Une faille d’Apple Pay vient-elle d’être dévoilée via le système de paiement du métro de New-York ? Pas si vite… Joseph Cox de 404media affirme en tout cas avoir découvert une faille d’Apple Pay via le système de paiement du MTA (Metropolitan Transportation Authority), soit le métro de New-York. Cox déclare avoir été en mesure de « suivre » un voyageur à l’aide des détails de sa carte de crédit et, sans fournir d’autres explications, affirme qu’il en est de même si la carte de crédit est rattachée à Apple Pay.

Metro New York

 « Avec son consentement (du passager, Ndlr), j’avais saisi les informations de la carte de crédit du passager – des données qui sont souvent faciles à acheter sur des marchés criminels, ou qui pourraient être triviales à obtenir – et je les avais saisies sur le site MTA d’OMNY, le réseau sans contact du système de paiement du métro. » explique Cox. « Après quelques secondes, le site (de la MTA, Ndlr) a fourni  l’historique de voyage du passager au cours des 7 derniers jours, sans qu’aucune autre vérification ne soit requise. »
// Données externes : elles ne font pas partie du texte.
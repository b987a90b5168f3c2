//! The fixed set of oxides the dataset carries.
//!
//! Each oxide maps to exactly one column header in the input table. The
//! mapping is an explicit table so a missing column is caught at load time
//! instead of surfacing as a silent lookup failure.

/// Oxides whose weight-percent content can be displayed.
#[derive(Clone, Copy, Debug, PartialEq, Eq, Default)]
pub enum Oxide {
    #[default]
    TiO2,
    Al2O3,
    FeOT,
    CaO,
    MnO,
    Na2O,
    MgO,
}

impl Oxide {
    /// Number of supported oxides.
    pub const COUNT: usize = 7;

    /// All oxides in selection order. The first entry is the default.
    pub const ALL: [Oxide; Self::COUNT] = [
        Oxide::TiO2,
        Oxide::Al2O3,
        Oxide::FeOT,
        Oxide::CaO,
        Oxide::MnO,
        Oxide::Na2O,
        Oxide::MgO,
    ];

    /// Display name as shown in the selection control.
    pub fn name(&self) -> &'static str {
        match self {
            Oxide::TiO2 => "TiO2",
            Oxide::Al2O3 => "Al2O3",
            Oxide::FeOT => "FeOT",
            Oxide::CaO => "CaO",
            Oxide::MnO => "MnO",
            Oxide::Na2O => "Na2O",
            Oxide::MgO => "MGO",
        }
    }

    /// Column header in the input table: upper-cased name plus `(WT%)`.
    pub fn column(&self) -> &'static str {
        match self {
            Oxide::TiO2 => "TIO2(WT%)",
            Oxide::Al2O3 => "AL2O3(WT%)",
            Oxide::FeOT => "FEOT(WT%)",
            Oxide::CaO => "CAO(WT%)",
            Oxide::MnO => "MNO(WT%)",
            Oxide::Na2O => "NA2O(WT%)",
            Oxide::MgO => "MGO(WT%)",
        }
    }

    /// Index into per-sample value storage.
    pub fn index(self) -> usize {
        self as usize
    }
}

#[cfg(test)]
mod tests {
    use super::*;

    #[test]
    fn default_is_first_entry() {
        assert_eq!(Oxide::default(), Oxide::ALL[0]);
        assert_eq!(Oxide::default(), Oxide::TiO2);
    }

    #[test]
    fn columns_are_uppercased_wt_percent() {
        for oxide in Oxide::ALL {
            let column = oxide.column();
            assert!(column.ends_with("(WT%)"), "{column}");
            assert_eq!(column, column.to_uppercase());
            assert!(column.starts_with(&oxide.name().to_uppercase()));
        }
    }

    #[test]
    fn indices_match_selection_order() {
        for (i, oxide) in Oxide::ALL.into_iter().enumerate() {
            assert_eq!(oxide.index(), i);
        }
    }
}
Les faits décrits prouvent bel et bien que le système de la MTA ne fonctionne pas comme attendu, mais à ce stade, il n’est cependant pas du tout certain qu’Apple Pay soit concerné, sachant que lors d’une transaction, le système de paiement d’Apple ne transmet pas les informations de carte de crédit d’un utilisateur mais uniquement un code de vérification à usage unique. De fait, Cox n’a pas reproduit l’expérience avec un combo Apple Card/Apple Pay. Il se trouve en outre que les informations de la carte de crédit sont aussi enregistrées auprès du système de paiement sans contact OMNY de MTA, ce qui indiquerait alors que la faille n’a probablement rien à voir avec le système de paiement rattaché à la carte (Apple Pay ou une banque classique).